PROBLEM TO WORK ON:
Write out every line below that includes the word "migrate".

Collected data entries:

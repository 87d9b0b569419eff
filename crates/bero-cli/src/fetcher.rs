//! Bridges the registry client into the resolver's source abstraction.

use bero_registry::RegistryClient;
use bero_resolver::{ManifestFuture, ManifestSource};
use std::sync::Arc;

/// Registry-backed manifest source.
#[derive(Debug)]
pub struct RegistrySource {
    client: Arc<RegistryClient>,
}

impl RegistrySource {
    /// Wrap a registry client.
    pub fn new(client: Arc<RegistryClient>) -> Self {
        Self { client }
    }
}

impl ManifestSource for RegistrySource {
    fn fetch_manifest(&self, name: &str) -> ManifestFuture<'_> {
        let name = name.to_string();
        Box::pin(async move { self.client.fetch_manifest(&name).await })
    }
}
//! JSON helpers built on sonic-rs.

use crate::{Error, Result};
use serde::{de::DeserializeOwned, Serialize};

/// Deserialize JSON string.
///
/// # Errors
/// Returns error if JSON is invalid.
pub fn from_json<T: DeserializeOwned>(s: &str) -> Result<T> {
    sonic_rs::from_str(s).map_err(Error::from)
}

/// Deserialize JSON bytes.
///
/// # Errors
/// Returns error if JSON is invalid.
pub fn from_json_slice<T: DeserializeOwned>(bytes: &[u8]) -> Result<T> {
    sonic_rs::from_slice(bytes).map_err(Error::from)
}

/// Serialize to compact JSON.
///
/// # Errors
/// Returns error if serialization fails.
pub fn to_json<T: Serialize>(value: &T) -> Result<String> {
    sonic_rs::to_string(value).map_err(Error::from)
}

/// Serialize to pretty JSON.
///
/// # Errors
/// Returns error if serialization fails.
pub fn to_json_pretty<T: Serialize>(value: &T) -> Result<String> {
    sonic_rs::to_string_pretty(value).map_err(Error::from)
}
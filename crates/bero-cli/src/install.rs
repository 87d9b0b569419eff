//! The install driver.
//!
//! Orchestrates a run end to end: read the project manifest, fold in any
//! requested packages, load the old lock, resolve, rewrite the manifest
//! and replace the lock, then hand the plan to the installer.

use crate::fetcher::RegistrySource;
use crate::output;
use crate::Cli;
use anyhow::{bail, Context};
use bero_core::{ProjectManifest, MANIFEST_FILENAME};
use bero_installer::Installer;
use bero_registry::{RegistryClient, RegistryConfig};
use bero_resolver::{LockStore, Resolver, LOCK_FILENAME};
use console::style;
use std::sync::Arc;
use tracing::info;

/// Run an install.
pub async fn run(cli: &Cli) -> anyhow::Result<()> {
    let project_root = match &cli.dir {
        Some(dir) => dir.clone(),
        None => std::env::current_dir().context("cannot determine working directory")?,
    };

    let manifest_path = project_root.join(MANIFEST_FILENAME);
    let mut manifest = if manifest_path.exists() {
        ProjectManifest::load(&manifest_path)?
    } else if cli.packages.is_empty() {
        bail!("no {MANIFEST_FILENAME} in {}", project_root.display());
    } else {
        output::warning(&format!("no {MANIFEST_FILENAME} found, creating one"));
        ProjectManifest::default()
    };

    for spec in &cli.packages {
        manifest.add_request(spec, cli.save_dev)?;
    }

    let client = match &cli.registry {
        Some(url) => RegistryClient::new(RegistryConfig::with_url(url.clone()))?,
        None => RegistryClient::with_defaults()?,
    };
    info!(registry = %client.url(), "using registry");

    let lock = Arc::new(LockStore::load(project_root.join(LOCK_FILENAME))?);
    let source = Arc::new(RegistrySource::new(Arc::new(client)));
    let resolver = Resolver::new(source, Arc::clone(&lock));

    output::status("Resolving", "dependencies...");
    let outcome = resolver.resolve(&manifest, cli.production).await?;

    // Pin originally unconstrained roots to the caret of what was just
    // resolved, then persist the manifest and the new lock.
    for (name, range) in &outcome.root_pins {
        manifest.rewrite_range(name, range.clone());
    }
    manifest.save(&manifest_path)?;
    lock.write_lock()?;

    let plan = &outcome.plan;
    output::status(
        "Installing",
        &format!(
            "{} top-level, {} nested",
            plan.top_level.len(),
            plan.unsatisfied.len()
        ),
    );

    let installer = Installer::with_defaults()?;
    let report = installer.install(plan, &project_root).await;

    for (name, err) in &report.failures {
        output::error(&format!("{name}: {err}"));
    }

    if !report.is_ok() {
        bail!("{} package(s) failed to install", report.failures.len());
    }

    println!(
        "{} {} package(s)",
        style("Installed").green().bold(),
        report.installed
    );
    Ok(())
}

---

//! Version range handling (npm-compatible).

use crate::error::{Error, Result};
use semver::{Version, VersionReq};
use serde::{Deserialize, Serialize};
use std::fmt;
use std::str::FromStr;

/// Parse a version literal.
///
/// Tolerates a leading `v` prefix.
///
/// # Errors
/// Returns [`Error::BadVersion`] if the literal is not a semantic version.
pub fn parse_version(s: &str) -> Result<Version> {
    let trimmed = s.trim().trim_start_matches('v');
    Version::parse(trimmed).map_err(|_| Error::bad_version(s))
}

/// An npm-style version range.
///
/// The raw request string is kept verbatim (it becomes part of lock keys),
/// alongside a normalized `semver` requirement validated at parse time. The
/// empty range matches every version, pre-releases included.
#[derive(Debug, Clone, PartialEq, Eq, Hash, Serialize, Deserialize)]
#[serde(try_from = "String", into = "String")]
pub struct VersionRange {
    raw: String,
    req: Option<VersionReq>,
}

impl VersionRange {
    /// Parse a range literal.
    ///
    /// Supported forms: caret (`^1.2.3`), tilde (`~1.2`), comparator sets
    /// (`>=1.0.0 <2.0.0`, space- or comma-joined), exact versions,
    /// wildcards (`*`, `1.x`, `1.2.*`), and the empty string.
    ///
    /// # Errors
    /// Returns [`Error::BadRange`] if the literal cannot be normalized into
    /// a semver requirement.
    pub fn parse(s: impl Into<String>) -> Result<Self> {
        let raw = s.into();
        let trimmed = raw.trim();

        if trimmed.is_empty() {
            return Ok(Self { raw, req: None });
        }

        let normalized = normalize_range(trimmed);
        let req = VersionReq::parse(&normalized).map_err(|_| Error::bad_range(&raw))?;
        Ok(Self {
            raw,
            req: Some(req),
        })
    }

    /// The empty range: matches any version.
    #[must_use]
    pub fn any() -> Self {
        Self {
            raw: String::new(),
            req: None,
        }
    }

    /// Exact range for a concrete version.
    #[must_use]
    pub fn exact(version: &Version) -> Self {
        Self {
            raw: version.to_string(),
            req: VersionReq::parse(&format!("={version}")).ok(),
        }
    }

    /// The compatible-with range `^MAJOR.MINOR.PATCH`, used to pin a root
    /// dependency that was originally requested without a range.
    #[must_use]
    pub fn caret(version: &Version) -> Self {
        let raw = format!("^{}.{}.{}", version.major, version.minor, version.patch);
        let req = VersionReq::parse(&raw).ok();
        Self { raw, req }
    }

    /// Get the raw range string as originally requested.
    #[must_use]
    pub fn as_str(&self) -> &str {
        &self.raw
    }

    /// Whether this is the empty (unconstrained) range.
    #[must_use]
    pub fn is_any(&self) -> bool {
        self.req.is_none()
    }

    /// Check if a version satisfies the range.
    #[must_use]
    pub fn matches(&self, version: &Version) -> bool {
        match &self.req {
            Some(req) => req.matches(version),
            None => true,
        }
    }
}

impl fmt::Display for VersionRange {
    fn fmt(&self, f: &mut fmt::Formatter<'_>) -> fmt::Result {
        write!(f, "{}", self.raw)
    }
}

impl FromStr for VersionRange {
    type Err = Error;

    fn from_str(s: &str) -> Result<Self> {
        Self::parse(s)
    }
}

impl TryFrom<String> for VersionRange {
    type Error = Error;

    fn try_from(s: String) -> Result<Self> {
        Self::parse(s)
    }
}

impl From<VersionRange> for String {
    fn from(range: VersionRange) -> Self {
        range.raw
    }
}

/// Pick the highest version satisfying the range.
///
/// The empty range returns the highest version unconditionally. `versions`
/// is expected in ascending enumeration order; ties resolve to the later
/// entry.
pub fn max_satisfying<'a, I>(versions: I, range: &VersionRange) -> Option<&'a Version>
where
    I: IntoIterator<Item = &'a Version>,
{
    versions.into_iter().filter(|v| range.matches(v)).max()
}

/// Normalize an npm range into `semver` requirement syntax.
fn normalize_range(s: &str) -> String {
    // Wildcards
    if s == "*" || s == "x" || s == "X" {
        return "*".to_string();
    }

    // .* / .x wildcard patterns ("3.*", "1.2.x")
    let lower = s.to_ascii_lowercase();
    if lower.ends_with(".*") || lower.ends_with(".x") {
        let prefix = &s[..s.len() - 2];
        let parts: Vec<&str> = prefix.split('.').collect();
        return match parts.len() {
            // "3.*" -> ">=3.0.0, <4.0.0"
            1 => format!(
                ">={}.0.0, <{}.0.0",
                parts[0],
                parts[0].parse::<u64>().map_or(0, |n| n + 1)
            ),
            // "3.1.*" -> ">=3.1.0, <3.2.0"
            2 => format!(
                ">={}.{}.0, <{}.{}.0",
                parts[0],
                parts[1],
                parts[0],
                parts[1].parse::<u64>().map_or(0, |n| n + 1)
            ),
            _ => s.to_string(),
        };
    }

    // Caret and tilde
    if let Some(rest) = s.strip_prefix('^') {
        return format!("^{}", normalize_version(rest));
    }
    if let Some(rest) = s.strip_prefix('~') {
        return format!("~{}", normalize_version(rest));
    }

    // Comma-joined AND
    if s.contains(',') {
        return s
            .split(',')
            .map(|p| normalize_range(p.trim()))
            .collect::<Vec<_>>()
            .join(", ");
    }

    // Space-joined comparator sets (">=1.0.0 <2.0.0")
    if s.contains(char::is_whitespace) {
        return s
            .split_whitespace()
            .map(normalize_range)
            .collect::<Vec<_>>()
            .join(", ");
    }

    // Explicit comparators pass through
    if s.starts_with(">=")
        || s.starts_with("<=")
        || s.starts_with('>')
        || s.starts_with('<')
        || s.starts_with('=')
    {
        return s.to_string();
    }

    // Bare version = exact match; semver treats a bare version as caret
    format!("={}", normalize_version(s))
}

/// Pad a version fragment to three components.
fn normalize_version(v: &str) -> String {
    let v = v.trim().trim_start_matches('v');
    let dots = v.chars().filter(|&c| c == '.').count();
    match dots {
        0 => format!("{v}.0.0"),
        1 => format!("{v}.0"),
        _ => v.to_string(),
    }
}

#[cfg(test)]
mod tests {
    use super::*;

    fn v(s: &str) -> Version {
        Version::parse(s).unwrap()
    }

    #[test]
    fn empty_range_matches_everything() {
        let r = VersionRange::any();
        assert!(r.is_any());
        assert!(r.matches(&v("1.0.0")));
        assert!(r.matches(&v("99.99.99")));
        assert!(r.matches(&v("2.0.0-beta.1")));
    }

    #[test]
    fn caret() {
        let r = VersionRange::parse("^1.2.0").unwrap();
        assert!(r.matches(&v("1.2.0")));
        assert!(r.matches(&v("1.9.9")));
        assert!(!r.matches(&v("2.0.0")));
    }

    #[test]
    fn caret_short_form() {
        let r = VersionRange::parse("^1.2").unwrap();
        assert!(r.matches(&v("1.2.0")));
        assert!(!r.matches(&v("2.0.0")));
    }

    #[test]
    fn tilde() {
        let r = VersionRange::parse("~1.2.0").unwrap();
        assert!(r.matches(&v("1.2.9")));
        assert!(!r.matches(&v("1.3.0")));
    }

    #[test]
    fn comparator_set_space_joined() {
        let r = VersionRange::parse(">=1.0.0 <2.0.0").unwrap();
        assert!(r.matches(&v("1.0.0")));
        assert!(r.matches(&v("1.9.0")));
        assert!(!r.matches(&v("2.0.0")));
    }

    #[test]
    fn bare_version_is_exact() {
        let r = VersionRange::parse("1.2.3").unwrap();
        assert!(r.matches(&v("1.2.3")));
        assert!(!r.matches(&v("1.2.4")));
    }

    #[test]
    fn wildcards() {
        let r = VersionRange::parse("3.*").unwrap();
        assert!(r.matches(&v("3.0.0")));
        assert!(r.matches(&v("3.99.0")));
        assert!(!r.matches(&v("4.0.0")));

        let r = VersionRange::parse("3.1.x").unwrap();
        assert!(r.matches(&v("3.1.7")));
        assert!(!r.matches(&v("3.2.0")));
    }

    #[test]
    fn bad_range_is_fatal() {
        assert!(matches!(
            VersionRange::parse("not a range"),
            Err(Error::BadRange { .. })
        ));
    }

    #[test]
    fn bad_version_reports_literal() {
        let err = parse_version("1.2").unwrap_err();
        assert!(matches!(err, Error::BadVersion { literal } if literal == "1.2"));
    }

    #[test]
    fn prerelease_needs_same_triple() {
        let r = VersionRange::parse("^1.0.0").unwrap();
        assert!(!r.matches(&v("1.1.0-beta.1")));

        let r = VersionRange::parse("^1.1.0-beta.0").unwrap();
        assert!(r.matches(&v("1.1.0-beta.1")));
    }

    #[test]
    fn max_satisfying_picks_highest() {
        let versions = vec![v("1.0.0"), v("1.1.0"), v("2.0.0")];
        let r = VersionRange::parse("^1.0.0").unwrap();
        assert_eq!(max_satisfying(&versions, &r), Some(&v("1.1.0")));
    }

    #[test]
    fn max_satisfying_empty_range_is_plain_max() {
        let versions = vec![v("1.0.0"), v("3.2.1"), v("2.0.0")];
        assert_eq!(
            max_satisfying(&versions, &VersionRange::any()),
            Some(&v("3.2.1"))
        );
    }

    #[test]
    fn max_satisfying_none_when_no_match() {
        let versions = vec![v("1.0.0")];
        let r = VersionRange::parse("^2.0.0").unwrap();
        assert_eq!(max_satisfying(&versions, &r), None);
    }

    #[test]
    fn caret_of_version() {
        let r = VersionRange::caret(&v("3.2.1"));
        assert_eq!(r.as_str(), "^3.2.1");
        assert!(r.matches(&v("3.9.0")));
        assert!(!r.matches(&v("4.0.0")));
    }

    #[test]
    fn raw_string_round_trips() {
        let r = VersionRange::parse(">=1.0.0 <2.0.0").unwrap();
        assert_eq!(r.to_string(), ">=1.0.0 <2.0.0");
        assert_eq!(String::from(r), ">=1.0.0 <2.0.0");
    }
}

==

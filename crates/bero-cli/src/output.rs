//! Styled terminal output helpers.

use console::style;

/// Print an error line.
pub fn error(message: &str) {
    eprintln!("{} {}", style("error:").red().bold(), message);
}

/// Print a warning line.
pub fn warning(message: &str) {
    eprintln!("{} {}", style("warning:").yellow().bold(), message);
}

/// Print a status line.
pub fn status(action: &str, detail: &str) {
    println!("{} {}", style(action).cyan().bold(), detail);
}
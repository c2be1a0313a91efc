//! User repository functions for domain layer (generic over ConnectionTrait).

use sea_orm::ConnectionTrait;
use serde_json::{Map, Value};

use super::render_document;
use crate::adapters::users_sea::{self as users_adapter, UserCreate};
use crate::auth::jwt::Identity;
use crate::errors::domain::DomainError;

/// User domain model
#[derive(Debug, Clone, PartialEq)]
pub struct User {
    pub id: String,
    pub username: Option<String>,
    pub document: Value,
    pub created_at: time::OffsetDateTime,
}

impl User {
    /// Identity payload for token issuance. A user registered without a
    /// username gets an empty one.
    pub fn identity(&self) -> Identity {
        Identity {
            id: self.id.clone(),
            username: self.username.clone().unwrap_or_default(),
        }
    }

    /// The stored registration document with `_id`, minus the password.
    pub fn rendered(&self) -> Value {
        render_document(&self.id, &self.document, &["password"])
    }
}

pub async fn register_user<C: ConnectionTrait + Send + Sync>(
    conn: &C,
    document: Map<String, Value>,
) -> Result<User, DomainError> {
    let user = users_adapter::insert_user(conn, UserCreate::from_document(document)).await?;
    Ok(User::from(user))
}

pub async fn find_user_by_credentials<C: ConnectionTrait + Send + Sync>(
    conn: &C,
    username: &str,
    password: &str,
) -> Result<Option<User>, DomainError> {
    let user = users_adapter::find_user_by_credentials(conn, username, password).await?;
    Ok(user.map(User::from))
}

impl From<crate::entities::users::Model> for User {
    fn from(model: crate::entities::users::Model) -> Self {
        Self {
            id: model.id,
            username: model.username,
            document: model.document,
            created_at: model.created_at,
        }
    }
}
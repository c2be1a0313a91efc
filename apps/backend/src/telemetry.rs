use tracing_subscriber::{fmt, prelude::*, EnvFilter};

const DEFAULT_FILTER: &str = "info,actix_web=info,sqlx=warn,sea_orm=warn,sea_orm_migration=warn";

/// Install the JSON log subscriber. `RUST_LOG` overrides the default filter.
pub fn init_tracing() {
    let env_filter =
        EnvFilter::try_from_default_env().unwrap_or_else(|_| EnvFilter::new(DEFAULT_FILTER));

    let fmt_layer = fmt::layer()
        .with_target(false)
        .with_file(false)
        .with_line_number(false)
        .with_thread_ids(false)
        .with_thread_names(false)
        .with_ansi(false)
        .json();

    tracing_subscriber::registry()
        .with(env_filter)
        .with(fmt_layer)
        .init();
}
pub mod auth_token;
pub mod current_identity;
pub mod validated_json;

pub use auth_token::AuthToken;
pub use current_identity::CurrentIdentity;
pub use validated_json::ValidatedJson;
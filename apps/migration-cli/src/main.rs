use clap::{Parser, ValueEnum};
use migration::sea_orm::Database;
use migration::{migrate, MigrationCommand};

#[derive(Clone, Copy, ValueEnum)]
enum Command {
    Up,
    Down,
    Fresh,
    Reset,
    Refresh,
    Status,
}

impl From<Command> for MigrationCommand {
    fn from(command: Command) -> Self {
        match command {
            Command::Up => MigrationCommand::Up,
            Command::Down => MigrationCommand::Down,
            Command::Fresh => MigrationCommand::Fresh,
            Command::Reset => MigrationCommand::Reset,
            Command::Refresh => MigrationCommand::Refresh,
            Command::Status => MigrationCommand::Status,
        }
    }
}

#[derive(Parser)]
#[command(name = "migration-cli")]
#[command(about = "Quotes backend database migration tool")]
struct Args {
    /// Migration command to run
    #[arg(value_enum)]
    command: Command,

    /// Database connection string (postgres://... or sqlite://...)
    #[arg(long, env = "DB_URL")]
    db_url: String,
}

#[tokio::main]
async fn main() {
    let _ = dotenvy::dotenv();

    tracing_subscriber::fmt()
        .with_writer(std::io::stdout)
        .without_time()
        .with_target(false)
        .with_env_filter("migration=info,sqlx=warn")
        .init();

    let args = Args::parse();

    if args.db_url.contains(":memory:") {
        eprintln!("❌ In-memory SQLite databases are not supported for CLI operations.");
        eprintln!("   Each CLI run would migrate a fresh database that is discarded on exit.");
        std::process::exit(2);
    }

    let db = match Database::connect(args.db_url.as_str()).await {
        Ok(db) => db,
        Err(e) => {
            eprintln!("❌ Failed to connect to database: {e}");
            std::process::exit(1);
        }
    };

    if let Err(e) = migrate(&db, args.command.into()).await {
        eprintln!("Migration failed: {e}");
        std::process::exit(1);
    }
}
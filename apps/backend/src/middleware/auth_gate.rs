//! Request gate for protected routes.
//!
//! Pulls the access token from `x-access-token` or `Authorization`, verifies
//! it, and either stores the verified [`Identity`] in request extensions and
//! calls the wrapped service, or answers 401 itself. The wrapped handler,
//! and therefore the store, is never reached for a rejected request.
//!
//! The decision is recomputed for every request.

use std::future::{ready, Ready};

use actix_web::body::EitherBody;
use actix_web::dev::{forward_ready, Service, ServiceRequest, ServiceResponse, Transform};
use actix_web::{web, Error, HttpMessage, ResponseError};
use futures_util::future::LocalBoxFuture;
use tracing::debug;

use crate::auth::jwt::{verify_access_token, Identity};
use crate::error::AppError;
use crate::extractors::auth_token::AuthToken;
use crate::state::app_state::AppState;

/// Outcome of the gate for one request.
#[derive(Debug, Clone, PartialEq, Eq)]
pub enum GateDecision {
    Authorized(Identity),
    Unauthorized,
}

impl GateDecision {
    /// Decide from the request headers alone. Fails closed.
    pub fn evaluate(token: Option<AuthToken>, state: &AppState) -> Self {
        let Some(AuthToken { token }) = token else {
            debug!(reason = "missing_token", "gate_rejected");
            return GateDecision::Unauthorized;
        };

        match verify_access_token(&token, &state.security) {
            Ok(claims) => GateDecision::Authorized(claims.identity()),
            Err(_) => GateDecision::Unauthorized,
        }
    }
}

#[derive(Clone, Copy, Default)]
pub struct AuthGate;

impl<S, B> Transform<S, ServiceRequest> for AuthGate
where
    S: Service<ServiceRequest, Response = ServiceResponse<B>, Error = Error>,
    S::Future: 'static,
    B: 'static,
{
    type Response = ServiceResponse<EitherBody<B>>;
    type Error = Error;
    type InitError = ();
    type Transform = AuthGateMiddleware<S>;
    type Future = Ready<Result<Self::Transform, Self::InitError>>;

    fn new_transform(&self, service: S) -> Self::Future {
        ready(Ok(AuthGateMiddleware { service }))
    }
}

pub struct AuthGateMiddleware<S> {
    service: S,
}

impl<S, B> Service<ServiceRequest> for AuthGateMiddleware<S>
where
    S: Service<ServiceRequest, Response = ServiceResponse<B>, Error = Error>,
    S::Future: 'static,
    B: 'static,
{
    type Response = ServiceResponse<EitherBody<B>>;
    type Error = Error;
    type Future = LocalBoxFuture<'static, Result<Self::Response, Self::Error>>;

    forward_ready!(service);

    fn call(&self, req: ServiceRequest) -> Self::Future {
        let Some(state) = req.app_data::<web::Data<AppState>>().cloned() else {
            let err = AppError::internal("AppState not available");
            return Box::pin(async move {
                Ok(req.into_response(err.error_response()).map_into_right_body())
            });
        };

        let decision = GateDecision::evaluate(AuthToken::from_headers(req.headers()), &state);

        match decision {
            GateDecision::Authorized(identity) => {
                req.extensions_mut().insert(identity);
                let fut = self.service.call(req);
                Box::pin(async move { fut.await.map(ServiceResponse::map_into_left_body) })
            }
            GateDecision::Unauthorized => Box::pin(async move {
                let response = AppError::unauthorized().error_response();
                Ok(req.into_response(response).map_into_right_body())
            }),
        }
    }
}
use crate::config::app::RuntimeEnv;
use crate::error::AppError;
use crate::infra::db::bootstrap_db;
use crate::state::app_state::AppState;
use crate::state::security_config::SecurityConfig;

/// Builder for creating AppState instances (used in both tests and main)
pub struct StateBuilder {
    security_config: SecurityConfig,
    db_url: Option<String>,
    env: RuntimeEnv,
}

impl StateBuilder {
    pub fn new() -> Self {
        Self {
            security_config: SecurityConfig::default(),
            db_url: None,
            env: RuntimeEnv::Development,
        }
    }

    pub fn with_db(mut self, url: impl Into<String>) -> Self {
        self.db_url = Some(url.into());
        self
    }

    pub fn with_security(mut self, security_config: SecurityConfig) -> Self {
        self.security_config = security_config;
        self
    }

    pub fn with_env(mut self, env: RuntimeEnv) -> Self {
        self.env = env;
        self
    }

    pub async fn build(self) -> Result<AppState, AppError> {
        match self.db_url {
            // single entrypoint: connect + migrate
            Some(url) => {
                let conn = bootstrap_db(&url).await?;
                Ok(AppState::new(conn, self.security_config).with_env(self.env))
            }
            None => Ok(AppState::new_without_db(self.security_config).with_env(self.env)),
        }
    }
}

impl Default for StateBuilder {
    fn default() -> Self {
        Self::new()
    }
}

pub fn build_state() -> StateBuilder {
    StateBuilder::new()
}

TASK SOLUTION:
use migration::{migrate, MigrationCommand};
        eprintln!("   Each CLI run would migrate a fresh database that is discarded on exit.");
    if let Err(e) = migrate(&db, args.command.into()).await {
            // single entrypoint: connect + migrate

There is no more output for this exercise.